TASK REQUIREMENTS:
Line by line, transcribe the data shown below.

BEGIN DATA EXTRACT

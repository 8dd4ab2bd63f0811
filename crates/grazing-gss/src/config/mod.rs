use std::env;
use std::fmt;
use std::net::{IpAddr, SocketAddr};

use crate::workflows::plots::Indicator;
use crate::workflows::scoring::ScoringConfig;

/// Distinguishes runtime behavior for different stages of the service.
#[derive(Debug, Clone, Copy, PartialEq, Eq)]
pub enum AppEnvironment {
    Development,
    Test,
    Production,
}

impl AppEnvironment {
    fn from_str(value: &str) -> Self {
        match value.trim().to_ascii_lowercase().as_str() {
            "prod" | "production" => Self::Production,
            "test" | "ci" => Self::Test,
            _ => Self::Development,
        }
    }
}

/// Top-level configuration for the application.
#[derive(Debug, Clone)]
pub struct AppConfig {
    pub environment: AppEnvironment,
    pub server: ServerConfig,
    pub telemetry: TelemetryConfig,
    pub sessions: SessionConfig,
    pub scoring: ScoringConfig,
}

impl AppConfig {
    pub fn load() -> Result<Self, ConfigError> {
        dotenvy::dotenv().ok();

        let environment = AppEnvironment::from_str(
            &env::var("GSS_ENV").unwrap_or_else(|_| "development".to_string()),
        );

        let host = env::var("GSS_HOST").unwrap_or_else(|_| "127.0.0.1".to_string());
        let port = env::var("GSS_PORT")
            .unwrap_or_else(|_| "3000".to_string())
            .parse::<u16>()
            .map_err(|_| ConfigError::InvalidPort)?;

        let log_level = env::var("GSS_LOG_LEVEL").unwrap_or_else(|_| "info".to_string());

        let max_sessions = match env::var("GSS_MAX_SESSIONS") {
            Ok(raw) => raw
                .trim()
                .parse::<usize>()
                .ok()
                .filter(|limit| *limit > 0)
                .ok_or(ConfigError::InvalidSessionLimit)?,
            Err(_) => SessionConfig::DEFAULT_MAX_SESSIONS,
        };

        Ok(Self {
            environment,
            server: ServerConfig { host, port },
            telemetry: TelemetryConfig { log_level },
            sessions: SessionConfig { max_sessions },
            scoring: load_scoring()?,
        })
    }
}

fn weight_var(indicator: Indicator) -> &'static str {
    match indicator {
        Indicator::Biomass => "GSS_WEIGHT_BIOMASS",
        Indicator::ShrubCover => "GSS_WEIGHT_SHRUB",
        Indicator::GrazingPressure => "GSS_WEIGHT_GRAZING",
        Indicator::WoodyCount => "GSS_WEIGHT_WOODY",
    }
}

fn load_scoring() -> Result<ScoringConfig, ConfigError> {
    let invert = match env::var("GSS_INVERT_PRESSURES") {
        Ok(raw) => parse_flag(&raw).ok_or(ConfigError::InvalidFlag {
            var: "GSS_INVERT_PRESSURES",
        })?,
        Err(_) => false,
    };

    let mut scoring = if invert {
        ScoringConfig::inverted_pressures()
    } else {
        ScoringConfig::default()
    };

    for indicator in Indicator::ALL {
        let var = weight_var(indicator);
        if let Ok(raw) = env::var(var) {
            let weight = raw
                .trim()
                .parse::<f64>()
                .ok()
                .filter(|weight| weight.is_finite() && *weight >= 0.0)
                .ok_or(ConfigError::InvalidWeight { var })?;
            scoring.set_weight(indicator, weight);
        }
    }

    scoring
        .normalized()
        .map_err(|_| ConfigError::InvalidWeight {
            var: "GSS_WEIGHT_*",
        })
}

fn parse_flag(raw: &str) -> Option<bool> {
    match raw.trim().to_ascii_lowercase().as_str() {
        "1" | "true" | "yes" | "on" => Some(true),
        "0" | "false" | "no" | "off" => Some(false),
        _ => None,
    }
}

/// Settings controlling the HTTP server binding.
#[derive(Debug, Clone)]
pub struct ServerConfig {
    pub host: String,
    pub port: u16,
}

impl ServerConfig {
    pub fn socket_addr(&self) -> Result<SocketAddr, ConfigError> {
        if self.host.eq_ignore_ascii_case("localhost") {
            return Ok(SocketAddr::new(IpAddr::from([127, 0, 0, 1]), self.port));
        }

        let ip: IpAddr = self
            .host
            .parse()
            .map_err(|source| ConfigError::InvalidHost { source })?;

        Ok(SocketAddr::new(ip, self.port))
    }
}

/// Tracing controls.
#[derive(Debug, Clone)]
pub struct TelemetryConfig {
    pub log_level: String,
}

/// Bounds on the in-memory session store.
#[derive(Debug, Clone)]
pub struct SessionConfig {
    pub max_sessions: usize,
}

impl SessionConfig {
    pub const DEFAULT_MAX_SESSIONS: usize = 64;
}

#[derive(Debug)]
pub enum ConfigError {
    InvalidPort,
    InvalidHost { source: std::net::AddrParseError },
    InvalidSessionLimit,
    InvalidWeight { var: &'static str },
    InvalidFlag { var: &'static str },
}

impl fmt::Display for ConfigError {
    fn fmt(&self, f: &mut fmt::Formatter<'_>) -> fmt::Result {
        match self {
            ConfigError::InvalidPort => write!(f, "GSS_PORT must be a valid u16"),
            ConfigError::InvalidHost { .. } => {
                write!(f, "GSS_HOST must parse to an IPv4 or IPv6 address")
            }
            ConfigError::InvalidSessionLimit => {
                write!(f, "GSS_MAX_SESSIONS must be a positive integer")
            }
            ConfigError::InvalidWeight { var } => write!(
                f,
                "{var} must be a finite, non-negative number and at least one weight must be positive"
            ),
            ConfigError::InvalidFlag { var } => {
                write!(f, "{var} must be one of true/false, yes/no, on/off or 1/0")
            }
        }
    }
}

impl std::error::Error for ConfigError {
    fn source(&self) -> Option<&(dyn std::error::Error + 'static)> {
        match self {
            ConfigError::InvalidHost { source } => Some(source),
            ConfigError::InvalidPort
            | ConfigError::InvalidSessionLimit
            | ConfigError::InvalidWeight { .. }
            | ConfigError::InvalidFlag { .. } => None,
        }
    }
}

END DATA EXTRACT

OUTPUT BELOW:
repository 8dd4ab2bd63f0811
filename crates/grazing-gss/src/config/mod.rs
use std::env;
use std::fmt;
use std::net::{IpAddr, SocketAddr};

use crate::workflows::plots::Indicator;
use crate::workflows::scoring::ScoringConfig;

/// Distinguishes runtime behavior for different stages of the service.
#[derive(Debug, Clone, Copy, PartialEq, Eq)]
pub enum AppEnvironment {
    Development,
    Test,
    Production,
}

impl AppEnvironment {
    fn from_str(value: &str) -> Self {
        match value.trim().to_ascii_lowercase().as_str() {
            "prod" | "production" => Self::Production,
            "test" | "ci" => Self::Test,
            _ => Self::Development,
        }
    }
}

/// Top-level configuration for the application.
#[derive(Debug, Clone)]
pub struct AppConfig {
    pub environment: AppEnvironment,
    pub server: ServerConfig,
    pub telemetry: TelemetryConfig,
    pub sessions: SessionConfig,
    pub scoring: ScoringConfig,
}

impl AppConfig {
    pub fn load() -> Result<Self, ConfigError> {
        dotenvy::dotenv().ok();

        let environment = AppEnvironment::from_str(
            &env::var("GSS_ENV").unwrap_or_else(|_| "development".to_string()),
        );

        let host = env::var("GSS_HOST").unwrap_or_else(|_| "127.0.0.1".to_string());
        let port = env::var("GSS_PORT")
            .unwrap_or_else(|_| "3000".to_string())
            .parse::<u16>()
            .map_err(|_| ConfigError::InvalidPort)?;

        let log_level = env::var("GSS_LOG_LEVEL").unwrap_or_else(|_| "info".to_string());

        let max_sessions = match env::var("GSS_MAX_SESSIONS") {
            Ok(raw) => raw
                .trim()
                .parse::<usize>()
                .ok()
                .filter(|limit| *limit > 0)
                .ok_or(ConfigError::InvalidSessionLimit)?,
            Err(_) => SessionConfig::DEFAULT_MAX_SESSIONS,
        };

        Ok(Self {
            environment,
            server: ServerConfig { host, port },
            telemetry: TelemetryConfig { log_level },
            sessions: SessionConfig { max_sessions },
            scoring: load_scoring()?,
        })
    }
}

fn weight_var(indicator: Indicator) -> &'static str {
    match indicator {
        Indicator::Biomass => "GSS_WEIGHT_BIOMASS",
        Indicator::ShrubCover => "GSS_WEIGHT_SHRUB",
        Indicator::GrazingPressure => "GSS_WEIGHT_GRAZING",
        Indicator::WoodyCount => "GSS_WEIGHT_WOODY",
    }
}

fn load_scoring() -> Result<ScoringConfig, ConfigError> {
    let invert = match env::var("GSS_INVERT_PRESSURES") {
        Ok(raw) => parse_flag(&raw).ok_or(ConfigError::InvalidFlag {
            var: "GSS_INVERT_PRESSURES",
        })?,
        Err(_) => false,
    };

    let mut scoring = if invert {
        ScoringConfig::inverted_pressures()
    } else {
        ScoringConfig::default()
    };

    for indicator in Indicator::ALL {
        let var = weight_var(indicator);
        if let Ok(raw) = env::var(var) {
            let weight = raw
                .trim()
                .parse::<f64>()
                .ok()
                .filter(|weight| weight.is_finite() && *weight >= 0.0)
                .ok_or(ConfigError::InvalidWeight { var })?;
            scoring.set_weight(indicator, weight);
        }
    }

    scoring
        .normalized()
        .map_err(|_| ConfigError::InvalidWeight {
            var: "GSS_WEIGHT_*",
        })
}

fn parse_flag(raw: &str) -> Option<bool> {
    match raw.trim().to_ascii_lowercase().as_str() {
        "1" | "true" | "yes" | "on" => Some(true),
        "0" | "false" | "no" | "off" => Some(false),
        _ => None,
    }
}

/// Settings controlling the HTTP server binding.
#[derive(Debug, Clone)]
pub struct ServerConfig {
    pub host: String,
    pub port: u16,
}

impl ServerConfig {
    pub fn socket_addr(&self) -> Result<SocketAddr, ConfigError> {
        if self.host.eq_ignore_ascii_case("localhost") {
            return Ok(SocketAddr::new(IpAddr::from([127, 0, 0, 1]), self.port));
        }

        let ip: IpAddr = self
            .host
            .parse()
            .map_err(|source| ConfigError::InvalidHost { source })?;

        Ok(SocketAddr::new(ip, self.port))
    }
}

/// Tracing controls.
#[derive(Debug, Clone)]
pub struct TelemetryConfig {
    pub log_level: String,
}

/// Bounds on the in-memory session store.
#[derive(Debug, Clone)]
pub struct SessionConfig {
    pub max_sessions: usize,
}

impl SessionConfig {
    pub const DEFAULT_MAX_SESSIONS: usize = 64;
}

#[derive(Debug)]
pub enum ConfigError {
    InvalidPort,
    InvalidHost { source: std::net::AddrParseError },
    InvalidSessionLimit,
    InvalidWeight { var: &'static str },
    InvalidFlag { var: &'static str },
}

impl fmt::Display for ConfigError {
    fn fmt(&self, f: &mut fmt::Formatter<'_>) -> fmt::Result {
        match self {
            ConfigError::InvalidPort => write!(f, "GSS_PORT must be a valid u16"),
            ConfigError::InvalidHost { .. } => {
                write!(f, "GSS_HOST must parse to an IPv4 or IPv6 address")
            }
            ConfigError::InvalidSessionLimit => {
                write!(f, "GSS_MAX_SESSIONS must be a positive integer")
            }
            ConfigError::InvalidWeight { var } => write!(
                f,
                "{var} must be a finite, non-negative number and at least one weight must be positive"
            ),
            ConfigError::InvalidFlag { var } => {
                write!(f, "{var} must be one of true/false, yes/no, on/off or 1/0")
            }
        }
    }
}

impl std::error::Error for ConfigError {
    fn source(&self) -> Option<&(dyn std::error::Error + 'static)> {
        match self {
            ConfigError::InvalidHost { source } => Some(source),
            ConfigError::InvalidPort
            | ConfigError::InvalidSessionLimit
            | ConfigError::InvalidWeight { .. }
            | ConfigError::InvalidFlag { .. } => None,
        }
    }
}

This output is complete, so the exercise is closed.